Эблинг Мис даже не поздоровался с клоуном. Он опять углубился в свой проектор.
В тот же вечер, выслушав рассказ Бейты, Торан спросил:
— Ты думаешь, он в самом деле прав, Бей? Тебе не кажется, что он не… — он не договорил.
— Он прав, Тори. Да, он болен, я знаю. Он так переменился, отощал, и то, как он разговаривает… — он болен. Но как только речь заходит о Муле, о Втором Установлении, — о том, что его по-настоящему занимает — можно заслушаться! Он становится прозрачен и ясен, как небо внешнего космоса. Он знает, о чем говорит. Я верю ему.
— Тогда есть надежда… — это прозвучало почти как вопрос.
— Я… я этого не додумала до конца. Может быть! Может быть и нет!

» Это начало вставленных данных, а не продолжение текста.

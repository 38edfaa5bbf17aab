//! Regex tokenizer that keeps English contractions in one token.

use std::sync::Arc;

use regex::Regex;

use super::Tokenizer;
use crate::analysis::token::{Token, TokenStream};
use crate::config::TokenizerConfig;
use crate::error::{LiwcError, Result};

/// Default token grammar.
///
/// Contractions ending in `'ll`, `'ve`, `'re`, `'d` or `'t` and a fixed list
/// of `'s`/`'m` forms stay whole; anything else is a word character followed
/// by word characters or hyphens. Alternatives are tried left to right, so the
/// contractions come first.
pub const DEFAULT_PATTERN: &str = r"(?i)\w+'(?:ll|ve|re|d|t)\b|\b(?:it|where|what|she|he|that|let)'s\b|\bi'm\b|\w[\w-]*";

/// A regex tokenizer for dictionary scoring.
#[derive(Clone, Debug)]
pub struct ContractionTokenizer {
    pattern: Arc<Regex>,
}

impl ContractionTokenizer {
    /// Create a tokenizer with the default contraction-aware pattern.
    pub fn new() -> Result<Self> {
        Self::with_pattern(DEFAULT_PATTERN)
    }

    /// Create a tokenizer with a custom pattern.
    pub fn with_pattern(pattern: &str) -> Result<Self> {
        let regex = Regex::new(pattern)
            .map_err(|e| LiwcError::analysis(format!("Invalid regex pattern: {e}")))?;

        Ok(ContractionTokenizer {
            pattern: Arc::new(regex),
        })
    }

    /// Create a tokenizer from configuration.
    pub fn from_config(config: &TokenizerConfig) -> Result<Self> {
        match &config.pattern {
            Some(pattern) => Self::with_pattern(pattern),
            None => Self::new(),
        }
    }

    /// Get the regex pattern used by this tokenizer.
    pub fn pattern(&self) -> &str {
        self.pattern.as_str()
    }
}

/// Matches pulled from the pattern one at a time.
///
/// Owns the text and a handle on the regex, so the stream outlives the
/// borrowed input. Empty matches are skipped.
struct TokenMatches {
    pattern: Arc<Regex>,
    text: String,
    offset: usize,
    position: usize,
}

impl Iterator for TokenMatches {
    type Item = Token;

    fn next(&mut self) -> Option<Token> {
        while self.offset <= self.text.len() {
            let mat = self.pattern.find_at(&self.text, self.offset)?;
            if mat.is_empty() {
                let step = self.text[mat.end()..]
                    .chars()
                    .next()
                    .map_or(1, char::len_utf8);
                self.offset = mat.end() + step;
                continue;
            }
            self.offset = mat.end();
            let token = Token::with_offsets(mat.as_str(), self.position, mat.start(), mat.end());
            self.position += 1;
            return Some(token);
        }
        None
    }
}

impl Tokenizer for ContractionTokenizer {
    fn tokenize(&self, text: &str) -> Result<TokenStream> {
        Ok(Box::new(TokenMatches {
            pattern: Arc::clone(&self.pattern),
            text: text.to_string(),
            offset: 0,
            position: 0,
        }))
    }

    fn name(&self) -> &'static str {
        "contraction"
    }
}

#[cfg(test)]
mod tests {
    use super::*;

    fn texts(tokenizer: &ContractionTokenizer, input: &str) -> Vec<String> {
        tokenizer.tokenize(input).unwrap().map(|t| t.text).collect()
    }

    #[test]
    fn test_offsets() {
        let tokenizer = ContractionTokenizer::new().unwrap();
        let tokens: Vec<Token> = tokenizer.tokenize("hello world").unwrap().collect();

        assert_eq!(tokens.len(), 2);
        assert_eq!(tokens[0].text, "hello");
        assert_eq!(tokens[0].position, 0);
        assert_eq!(tokens[0].start_offset, 0);
        assert_eq!(tokens[0].end_offset, 5);

        assert_eq!(tokens[1].text, "world");
        assert_eq!(tokens[1].position, 1);
        assert_eq!(tokens[1].start_offset, 6);
        assert_eq!(tokens[1].end_offset, 11);
    }

    #[test]
    fn test_contractions() {
        let tokenizer = ContractionTokenizer::new().unwrap();

        assert_eq!(
            texts(&tokenizer, "We'll see, I'm sure it's fine; don't worry."),
            vec!["We'll", "see", "I'm", "sure", "it's", "fine", "don't", "worry"]
        );
        assert_eq!(
            texts(&tokenizer, "They'd say What's up, you've won"),
            vec!["They'd", "say", "What's", "up", "you've", "won"]
        );
    }

    #[test]
    fn test_possessives_are_split() {
        let tokenizer = ContractionTokenizer::new().unwrap();

        assert_eq!(texts(&tokenizer, "John's well-known cat"), vec!["John", "s", "well-known", "cat"]);
    }

    #[test]
    fn test_custom_pattern() {
        let config = TokenizerConfig {
            pattern: Some(r"\S+".to_string()),
        };
        let tokenizer = ContractionTokenizer::from_config(&config).unwrap();
        assert_eq!(texts(&tokenizer, "a,b c"), vec!["a,b", "c"]);

        assert!(ContractionTokenizer::with_pattern("(unclosed").is_err());
        assert_eq!(tokenizer.name(), "contraction");
    }

    #[test]
    fn test_stream_is_pulled_lazily() {
        let tokenizer = ContractionTokenizer::new().unwrap();
        let text = "one two ".repeat(10_000);
        let mut stream = tokenizer.tokenize(&text).unwrap();

        let third = stream.nth(2).unwrap();
        assert_eq!(third.text, "one");
        assert_eq!(third.position, 2);
        assert_eq!(third.start_offset, 8);
        assert_eq!(stream.count(), 20_000 - 3);
    }

    #[test]
    fn test_empty_matches_are_skipped() {
        let tokenizer = ContractionTokenizer::with_pattern(r"\w*").unwrap();
        let tokens: Vec<Token> = tokenizer.tokenize("ab, cé d").unwrap().collect();

        let texts: Vec<&str> = tokens.iter().map(|t| t.text.as_str()).collect();
        assert_eq!(texts, vec!["ab", "cé", "d"]);
        assert_eq!(tokens.iter().map(|t| t.position).collect::<Vec<_>>(), vec![0, 1, 2]);
    }
}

Отныне я ношу при себе бластер, — пока Бейта говорила, в ее руке появился сверкающий ствол оружия. — Просто на всякий случай, Тори, на всякий случай.
— Что значит — на всякий случай?
Бейта нервно, почти истерично расхохоталась.
— Неважно. Может быть, я тоже слегка чокнулась — наподобие Эблинга Миса.
Эблингу Мису оставалось семь дней жизни. Семь дней пробежали один за другим в полном спокойствии.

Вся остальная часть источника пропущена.